Sheet1 (Transactions)

Column A: Transaction Amount (e.g., 150.00)

Column B: Description (e.g., "Invoice #001")

Sheet2 (Targets)

Column C: Target Amount (e.g., 225.50)

Column D: Reference ID (e.g., "REF001")

Run the Analyzer

python src/main.py --input examples/sample_data.xlsx --output output/recon_results.xlsx

View Results

Open output/recon_results.xlsx → includes sheets:

Transactions_Clean – standardized transactions

Targets_Clean – standardized targets

Matches – reconciliation results

Example:

| target\_id | ref\_id | target | match\_type | txn\_ids | txn\_amounts | sum\_amount | diff |
| ---------- | ------- | ------ | ------------- | --------------- | ---------------- | ----------- | ---- |
| TGT0001 | REF001 | 225.50 | exact\_1to1 | \[TXN0003] | \[225.50] | 225.50 | 0.0 |
| TGT0002 | REF002 | 300.00 | brute\_subset | \[TXN0005,TXN7] | \[150.00,150.00] | 300.00 | 0.0 |
| TGT0003 | REF003 | 450.75 | ga\_subset | \[TXN0010,...] | \[200.25,250.50] | 450.75 | 0.0 |

🔬 Methods Compared

| Method | Strengths | Weaknesses | Best Use Case |
| -------------- | -------------------------- | ------------------------ | ------------------------ |
| Exact Match | Fast & simple | Only 1:1 matches | Small exact checks |
| Brute Force | Guaranteed if feasible | Exponential time | Very small datasets |
| Dynamic Prog. | Efficient, exact | Works best with integers | Medium datasets |
| Genetic Algo | Scales, finds near-exact | Approximate, stochastic | Large datasets |
| Fuzzy Matching | Handles noisy descriptions | Approximate only | Name/desc reconciliation |

🛠 Configuration

Tunable parameters in main.py:

brute_max_subset_size: max subset size for brute force (default: 4)

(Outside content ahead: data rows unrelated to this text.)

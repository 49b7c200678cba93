//! Login router: validate the request, ask the [`AuthService`], map the outcome
//! to an [`HttpResponse`].
//!
//! Decision order (first match wins):
//! 1. request or body absent → 500
//! 2. email absent/empty → 400 `MissingParamError("email")`
//! 3. password absent/empty → 400 `MissingParamError("password")`
//! 4. no auth service, or one that cannot authenticate → 500
//! 5. `authenticate` faults → 500, rejects → 401, accepts → 200

use std::panic::{self, AssertUnwindSafe};
use std::sync::Arc;

use thiserror::Error;
use uuid::Uuid;

use loginkit_auth::{AccessToken, AuthService, AuthServiceError};
use loginkit_core::MissingParamError;

use crate::http::{HttpRequest, HttpResponse};

/// Stateless apart from the injected collaborator; cheap to clone and share
/// across tasks.
#[derive(Clone)]
pub struct LoginRouter {
    auth_service: Option<Arc<dyn AuthService>>,
}

impl LoginRouter {
    pub fn new(auth_service: Option<Arc<dyn AuthService>>) -> Self {
        Self { auth_service }
    }

    pub fn with_auth_service(auth_service: impl AuthService + 'static) -> Self {
        Self::new(Some(Arc::new(auth_service)))
    }

    /// A router with nothing to delegate to. Every well-formed request gets a 500.
    pub fn without_auth_service() -> Self {
        Self::new(None)
    }

    pub fn route(&self, http_request: Option<&HttpRequest>) -> HttpResponse {
        let request_id = Uuid::now_v7();
        let span = tracing::info_span!("login", %request_id);
        let _guard = span.enter();

        let Some(body) = http_request.and_then(|req| req.body.as_ref()) else {
            tracing::error!("login called without a request body");
            return HttpResponse::server_error();
        };

        let Some(email) = present(body.email.as_deref()) else {
            tracing::debug!("rejecting login: email missing");
            return HttpResponse::bad_request(MissingParamError::new("email"));
        };

        let Some(password) = present(body.password.as_deref()) else {
            tracing::debug!("rejecting login: password missing");
            return HttpResponse::bad_request(MissingParamError::new("password"));
        };

        let Some(auth_service) = self.auth_service.as_deref() else {
            tracing::error!("login router has no auth service configured");
            return HttpResponse::server_error();
        };

        if !auth_service.can_authenticate() {
            tracing::error!("configured auth service cannot authenticate");
            return HttpResponse::server_error();
        }

        match authenticate(auth_service, email, password) {
            Ok(Some(token)) => {
                tracing::info!("login accepted");
                HttpResponse::ok(token)
            }
            Ok(None) => {
                tracing::info!("login rejected: invalid credentials");
                HttpResponse::unauthorized()
            }
            Err(fault) => {
                tracing::error!(error = %fault, "auth service fault");
                HttpResponse::server_error()
            }
        }
    }
}

impl core::fmt::Debug for LoginRouter {
    fn fmt(&self, f: &mut core::fmt::Formatter<'_>) -> core::fmt::Result {
        f.debug_struct("LoginRouter")
            .field("auth_service", &self.auth_service.as_ref().map(|_| "<dyn AuthService>"))
            .finish()
    }
}

fn present(field: Option<&str>) -> Option<&str> {
    field.filter(|value| !value.is_empty())
}

#[derive(Debug, Error)]
enum AuthFault {
    #[error(transparent)]
    Service(#[from] AuthServiceError),

    #[error("auth service panicked: {0}")]
    Panicked(String),
}

/// Fault boundary around the collaborator call, and nothing else.
fn authenticate(
    auth_service: &dyn AuthService,
    email: &str,
    password: &str,
) -> Result<Option<AccessToken>, AuthFault> {
    match panic::catch_unwind(AssertUnwindSafe(|| auth_service.authenticate(email, password))) {
        Ok(outcome) => Ok(outcome?),
        Err(payload) => {
            let message = payload
                .downcast_ref::<&str>()
                .map(|s| s.to_string())
                .or_else(|| payload.downcast_ref::<String>().cloned())
                .unwrap_or_else(|| "non-string panic payload".to_string());
            Err(AuthFault::Panicked(message))
        }
    }
}

#[cfg(test)]
mod tests {
    use std::sync::Mutex;

    use loginkit_core::{LoginError, UnauthorizedError};

    use super::*;
    use crate::http::{LoginBody, ResponseBody};

    /// Records the credentials it was called with and answers with a fixed outcome.
    struct AuthServiceSpy {
        calls: Mutex<Vec<(String, String)>>,
        outcome: Result<Option<AccessToken>, AuthServiceError>,
    }

    impl AuthServiceSpy {
        fn returning(outcome: Result<Option<AccessToken>, AuthServiceError>) -> Arc<Self> {
            Arc::new(Self {
                calls: Mutex::new(Vec::new()),
                outcome,
            })
        }

        fn calls(&self) -> Vec<(String, String)> {
            self.calls.lock().unwrap().clone()
        }
    }

    impl AuthService for AuthServiceSpy {
        fn authenticate(&self, email: &str, password: &str) -> Result<Option<AccessToken>, AuthServiceError> {
            self.calls
                .lock()
                .unwrap()
                .push((email.to_string(), password.to_string()));
            self.outcome.clone()
        }
    }

    struct NoAuthCapability;

    impl AuthService for NoAuthCapability {
        fn authenticate(&self, _email: &str, _password: &str) -> Result<Option<AccessToken>, AuthServiceError> {
            panic!("must not be called when can_authenticate() is false");
        }

        fn can_authenticate(&self) -> bool {
            false
        }
    }

    struct PanickingAuthService;

    impl AuthService for PanickingAuthService {
        fn authenticate(&self, _email: &str, _password: &str) -> Result<Option<AccessToken>, AuthServiceError> {
            panic!("connection pool poisoned");
        }
    }

    fn make_sut() -> (LoginRouter, Arc<AuthServiceSpy>) {
        let spy = AuthServiceSpy::returning(Ok(None));
        let sut = LoginRouter::new(Some(spy.clone() as Arc<dyn AuthService>));
        (sut, spy)
    }

    fn request(email: Option<&str>, password: Option<&str>) -> HttpRequest {
        HttpRequest::new(LoginBody {
            email: email.map(str::to_string),
            password: password.map(str::to_string),
        })
    }

    fn missing(param: &'static str) -> Option<ResponseBody> {
        Some(ResponseBody::Error(LoginError::MissingParam(MissingParamError::new(param))))
    }

    #[test]
    fn returns_400_if_no_password_is_provided() {
        let (sut, spy) = make_sut();
        let res = sut.route(Some(&request(Some("any_email@mail.com"), None)));

        assert_eq!(res.status_code, 400);
        assert_eq!(res.body, missing("password"));
        assert!(spy.calls().is_empty());
    }

    #[test]
    fn returns_400_if_no_email_is_provided() {
        let (sut, _) = make_sut();
        let res = sut.route(Some(&request(None, Some("your_pwd"))));

        assert_eq!(res.status_code, 400);
        assert_eq!(res.body, missing("email"));
    }

    #[test]
    fn email_is_reported_first_when_both_are_missing() {
        let (sut, _) = make_sut();
        let res = sut.route(Some(&request(None, None)));

        assert_eq!(res.status_code, 400);
        assert_eq!(res.body, missing("email"));
    }

    #[test]
    fn empty_strings_count_as_missing() {
        let (sut, spy) = make_sut();

        let res = sut.route(Some(&request(Some(""), Some("your_pwd"))));
        assert_eq!(res.body, missing("email"));

        let res = sut.route(Some(&request(Some("any_email@mail.com"), Some(""))));
        assert_eq!(res.body, missing("password"));

        assert!(spy.calls().is_empty());
    }

    #[test]
    fn returns_500_if_no_request_is_provided() {
        let (sut, _) = make_sut();
        let res = sut.route(None);
        assert_eq!(res.status_code, 500);
    }

    #[test]
    fn returns_500_if_request_has_no_body() {
        let (sut, _) = make_sut();
        let res = sut.route(Some(&HttpRequest::default()));
        assert_eq!(res.status_code, 500);
    }

    #[test]
    fn calls_auth_service_with_the_submitted_credentials() {
        let (sut, spy) = make_sut();
        sut.route(Some(&request(Some("any_email@mail.com"), Some("your_pwd"))));

        assert_eq!(
            spy.calls(),
            vec![("any_email@mail.com".to_string(), "your_pwd".to_string())]
        );
    }

    #[test]
    fn returns_401_when_invalid_credentials_are_provided() {
        let (sut, _) = make_sut();
        let res = sut.route(Some(&request(
            Some("invalid_email@mail.com"),
            Some("invalid_password"),
        )));

        assert_eq!(res.status_code, 401);
        assert_eq!(
            res.body,
            Some(ResponseBody::Error(LoginError::Unauthorized(UnauthorizedError)))
        );
    }

    #[test]
    fn returns_200_with_the_token_when_credentials_are_valid() {
        let spy = AuthServiceSpy::returning(Ok(Some(AccessToken::new("valid_token"))));
        let sut = LoginRouter::new(Some(spy as Arc<dyn AuthService>));
        let res = sut.route(Some(&request(Some("valid_email@mail.com"), Some("valid_password"))));

        assert_eq!(res.status_code, 200);
        assert_eq!(
            res.body,
            Some(ResponseBody::AccessToken(AccessToken::new("valid_token")))
        );
    }

    #[test]
    fn returns_500_if_no_auth_service_is_provided() {
        let sut = LoginRouter::without_auth_service();
        let res = sut.route(Some(&request(Some("any@mail.com"), Some("any_password"))));
        assert_eq!(res.status_code, 500);
    }

    #[test]
    fn returns_500_if_auth_service_cannot_authenticate() {
        let sut = LoginRouter::with_auth_service(NoAuthCapability);
        let res = sut.route(Some(&request(Some("any@mail.com"), Some("any_password"))));
        assert_eq!(res.status_code, 500);
    }

    #[test]
    fn missing_params_win_over_missing_auth_service() {
        let sut = LoginRouter::without_auth_service();
        let res = sut.route(Some(&request(Some("any@mail.com"), None)));
        assert_eq!(res.status_code, 400);
        assert_eq!(res.body, missing("password"));
    }

    #[test]
    fn returns_500_if_auth_service_errors() {
        let spy = AuthServiceSpy::returning(Err(AuthServiceError::backend("user store offline")));
        let sut = LoginRouter::new(Some(spy as Arc<dyn AuthService>));
        let res = sut.route(Some(&request(Some("any@mail.com"), Some("any_password"))));

        assert_eq!(res, HttpResponse::server_error());
    }

    #[test]
    fn returns_500_if_auth_service_panics() {
        let sut = LoginRouter::with_auth_service(PanickingAuthService);
        let res = sut.route(Some(&request(Some("any@mail.com"), Some("any_password"))));
        assert_eq!(res.status_code, 500);
    }

    #[test]
    fn debug_does_not_expose_the_collaborator() {
        let (sut, _) = make_sut();
        assert_eq!(
            format!("{sut:?}"),
            r#"LoginRouter { auth_service: Some("<dyn AuthService>") }"#
        );
    }

    mod proptest_tests {
        use super::*;
        use proptest::prelude::*;

        proptest! {
            #![proptest_config(ProptestConfig {
                cases: 64,
                .. ProptestConfig::default()
            })]

            #[test]
            fn credentials_are_passed_through_unchanged(
                email in ".{1,40}",
                password in ".{1,40}",
            ) {
                let (sut, spy) = make_sut();
                sut.route(Some(&request(Some(&email), Some(&password))));
                prop_assert_eq!(spy.calls(), vec![(email, password)]);
            }

            #[test]
            fn routing_is_idempotent(
                email in proptest::option::of(".{0,20}"),
                password in proptest::option::of(".{0,20}"),
                accept in any::<bool>(),
            ) {
                let outcome = if accept { Some(AccessToken::new("tok")) } else { None };
                let sut = LoginRouter::with_auth_service(AuthServiceSpy::returning(Ok(outcome)));
                let req = request(email.as_deref(), password.as_deref());

                let first = sut.route(Some(&req));
                let second = sut.route(Some(&req));
                prop_assert_eq!(first, second);
            }
        }
    }
}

brute_time_budget_s: per-target time limit (default: 1.0s)

dp_candidate_limit: pool size for DP (default: 25)

ga_candidate_limit: pool size for GA (default: 30)

✅ Roadmap

Add web dashboard for interactive reconciliation

Database integration (Postgres, SQL Server)

ML classifier for predictive reconciliation

Batch-processing for enterprise-scale datasets

👨‍💻 Contributing

Contributions welcome!

Fork the repo

Create a feature branch

Submit a PR with details

📜 License

MIT License – free to use, modify, and distribute.